I’ve had this post in me for a long time. I’ve thought about moving on and not talking about this and not making it public for two reasons. Firstly, my experience of loss compared to others seemed inadequate. I suffered a miscarriage, or what the doctors called a ‘natural abortion’ when by my count I was ten weeks pregnant. But my baby didn’t grow from five weeks. I didn’t need an operation, I didn’t have to give birth to a baby. I know people who have gone through this and next to that experience what I went through feels minimal. Inadequate. Silly.

Secondly, I write about love on this blog, I do. I write about my love for my husband, for my friends, my family. Sometimes I am accused of over-sharing, of writing 'drivel’ even. I don’t care, I write because I always have. You just need to look under my bed at the stacks and stacks of old diaries to see that. But when it’s something this close to my heart, I almost don’t want to share it. It’s part stiff upperlip-ness, part fear. It’s hard to let people see the real you.

And that is what I wanted to address today I suppose. I wanted to say that yes, I had a miscarriage. And no, I haven’t grieved for that baby.

I love my baby, my Nives, more than I can ever come close to expressing with mere words, but not a day goes by when I don’t think about my other baby.

My loss came up this week during a massage, of all places, and it stopped me in my tracks.
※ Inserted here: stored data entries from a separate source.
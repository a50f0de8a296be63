//! Access control for Warden.
//!
//! This crate decides *whether* and *how much* a principal may see of a
//! secret. It never touches plaintext or key material:
//!
//! - **[`policy`]** -- Static per-role capability table and principal
//!   assignments, loadable from TOML.
//! - **[`decision`]** -- Ordered, short-circuiting decision engine producing
//!   [`DecisionOutcome`] values and exactly one audit event per evaluation.
//! - **[`session`]** -- Bounded, fingerprint-bound in-memory sessions.
//! - **[`rate_limit`]** -- Sliding-window limiter with burst caps, cooldowns
//!   and a two-level (principal + aggregate) governor.
//! - **[`anomaly`]** -- Statistical detectors over audit windows.
//! - **[`containment`]** -- Per-principal threat state machine.
//! - **[`error`]** -- Unified error types via [`thiserror`].

pub mod anomaly;
pub mod containment;
pub mod decision;
pub mod error;
pub mod policy;
pub mod rate_limit;
pub mod session;

pub use anomaly::{Anomaly, AnomalyDetector, AnomalyKind, AnomalyThresholds};
pub use containment::{ContainmentRegistry, ContainmentState, ContainmentThresholds, ThreatLevel};
pub use decision::{
    AccessGrant, AccessRequest, Caller, Decision, DecisionEngine, DecisionOutcome, DenyReason,
    OperationCeilings,
};
pub use error::{AccessError, Result};
pub use policy::{AccessPolicy, AccessWindow, DecisionLevel, PolicySet, PolicyStore};
pub use rate_limit::{AggregateRateSettings, RateDecision, RateGovernor, RateLimitConfig, RateLimiter};
pub use session::{Session, SessionFailure, SessionManager, SessionSettings};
My masseuse, a talented, amazing, woman asked me if I had suffered a loss. And once I started to tell her, I felt I couldn’t stop. I saw her a few days later and she told me: your face has changed. And she said: you never showed anything before. And she’s right.
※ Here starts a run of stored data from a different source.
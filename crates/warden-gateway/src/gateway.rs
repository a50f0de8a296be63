//! The vault gateway: the only way in or out of the vault.
//!
//! Every call follows the same path:
//!
//! 1. refuse while an integrity hold is active, and refuse isolated,
//!    role-less or session-less callers before any lookup;
//! 2. serialize on the `(principal, secret)` pair;
//! 3. load the stored record and classify any new payload;
//! 4. ask the [`DecisionEngine`] (one audit event per evaluation);
//! 5. re-check grant and session liveness before any crypto, and again
//!    once the key material has been fetched;
//! 6. run the operation behind the store circuit breaker;
//! 7. append an operation event.
//!
//! A call returns `Err` only when the audit chain itself cannot be written.
//! Every other failure, including denials, comes back inside an
//! [`Outcome`] together with the audit reference that recorded it.

use std::collections::BTreeSet;
use std::fmt;
use std::sync::{Arc, Mutex, MutexGuard, PoisonError};
use std::time::Instant;

use chrono::{DateTime, Utc};
use dashmap::DashMap;
use serde::{Deserialize, Serialize};
use tracing::instrument;
use warden_access::{
    AccessError, AccessGrant, AccessRequest, Anomaly, AnomalyDetector, Caller,
    ContainmentRegistry, DecisionEngine, DecisionLevel, DecisionOutcome, DenyReason, PolicyStore,
    RateGovernor, Session, SessionFailure, SessionManager, ThreatLevel,
};
use warden_vault::audit::{
    AuditChain, AuditEvent, AuditKind, AuditMirror, AuditOutcome, AuditRef, ChainReport,
    JsonlMirror, Severity, SqliteAuditSink,
};
use warden_vault::envelope::EnvelopeEngine;
use warden_vault::keys::{KeyAuthority, KeyCache};
use warden_vault::store::{SecretMetadata, SecretRecord, SecretStore, SqliteSecretStore};
use warden_vault::types::{Operation, SecretType};
use warden_vault::VaultError;

use crate::breaker::CircuitBreaker;
use crate::classifier::{DataClassifier, StaticClassifier};
use crate::config::WardenConfig;
use crate::error::{GatewayError, Result};
use crate::lock::{lock_key, KeyedLocks};
use crate::redact;

// ---------------------------------------------------------------------------
// Result types
// ---------------------------------------------------------------------------

/// Structured result of one gateway call.
#[derive(Debug)]
pub struct Outcome<T> {
    /// The access decision, if the call got as far as the decision engine.
    pub decision: Option<DecisionOutcome>,
    /// The last audit event this call appended.
    pub audit: AuditRef,
    pub result: std::result::Result<T, GatewayError>,
}

impl<T> Outcome<T> {
    pub fn is_ok(&self) -> bool {
        self.result.is_ok()
    }

    pub fn value(&self) -> Option<&T> {
        self.result.as_ref().ok()
    }

    pub fn error(&self) -> Option<&GatewayError> {
        self.result.as_ref().err()
    }

    pub fn grant(&self) -> Option<&AccessGrant> {
        self.decision.as_ref().and_then(DecisionOutcome::grant)
    }

    pub fn into_result(self) -> Result<T> {
        self.result
    }
}

/// A secret's value at the fidelity the grant allows.
#[derive(Clone, PartialEq, Eq)]
pub enum SecretValue {
    Plaintext(Vec<u8>),
    Masked(String),
    Token(String),
}

impl SecretValue {
    pub fn plaintext(&self) -> Option<&[u8]> {
        match self {
            Self::Plaintext(bytes) => Some(bytes),
            _ => None,
        }
    }
}

impl fmt::Debug for SecretValue {
    fn fmt(&self, f: &mut fmt::Formatter<'_>) -> fmt::Result {
        match self {
            Self::Plaintext(bytes) => write!(f, "Plaintext(<{} bytes redacted>)", bytes.len()),
            Self::Masked(s) => f.debug_tuple("Masked").field(s).finish(),
            Self::Token(t) => f.debug_tuple("Token").field(t).finish(),
        }
    }
}

/// What a read returns. `value` is `None` at metadata-only.
#[derive(Debug, Clone)]
pub struct SecretView {
    pub metadata: SecretMetadata,
    pub level: DecisionLevel,
    pub value: Option<SecretValue>,
}

/// Set by a failed integrity check; cleared by an operator.
#[derive(Debug, Clone, PartialEq, Eq, Serialize, Deserialize)]
pub struct IntegrityHold {
    pub first_broken: Option<u64>,
    pub since: DateTime<Utc>,
}

/// Counts from one reaper pass.
#[derive(Debug, Clone, Copy, Default, PartialEq, Eq)]
pub struct ReapStats {
    pub sessions: usize,
    pub rate_windows: usize,
    pub locks: usize,
}

/// A request that passed the decision engine and the liveness re-check.
struct Admitted {
    request: AccessRequest,
    grant: AccessGrant,
    decision: DecisionOutcome,
}

/// Inner `Err` is an already-audited refusal to hand back to the caller.
type Admission<A, T> = std::result::Result<A, Outcome<T>>;

// ---------------------------------------------------------------------------
// Gateway
// ---------------------------------------------------------------------------

pub struct VaultGateway {
    config: WardenConfig,
    store: Arc<dyn SecretStore>,
    audit: Arc<AuditChain>,
    crypto: EnvelopeEngine,
    classifier: Arc<dyn DataClassifier>,
    policies: Arc<PolicyStore>,
    sessions: Arc<SessionManager>,
    rates: Arc<RateGovernor>,
    containment: Arc<ContainmentRegistry>,
    engine: DecisionEngine,
    detector: AnomalyDetector,
    breaker: CircuitBreaker,
    locks: KeyedLocks,
    decrypt_failures: DashMap<String, u32>,
    hold: Mutex<Option<IntegrityHold>>,
}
Since having Nives I’ve been like those bloody ducks: still on the surface, paddling madly below. I think it’s common to give an air of coping to the world but inside be screaming. I know that’s what I have done.

The day I started to lose my baby I went to hospital on my lunch break, waited to be scanned to see what was wrong and then, when they couldn’t fit me in, I walked back to work and went into a meeting with HR and sacked someone.

I knew I had that meeting and I put that above my own experience. The next day, when I was cramping and bleeding, I welcomed a friend who came to visit and went to a BBQ. I didn’t stay long because I was in so much pain. But I insisted Danny stay and I walked home. Then I got home, went to the bathroom and lay on the floor sobbing.

Why did I go to the BBQ? Why did I go back to work? Why did I walk home? Why didn’t I just shut myself and Danny in my house and go through the miscarriage in a human way? I don’t know, but I think it’s the duck theory. I feel like maybe it was more important to be coping than to be grieving.

My baby wasn’t a baby yet, not really. But in my mind I had held him, I had pictured us together, I had our future as a trio mapped out. So when I lost him, although the physical side was brutal, the emotional side was a million times worse.

And again, of course I am grateful and in love with my beautiful, clever and charming baby girl. My grief for my lost baby doesn’t change that at all. But I am allowed it.

And I suppose this week has taught me that I don’t need to look like I’m coping all the time. That it’s ok to let your guard down and it makes you softer and more likeable even. Maybe.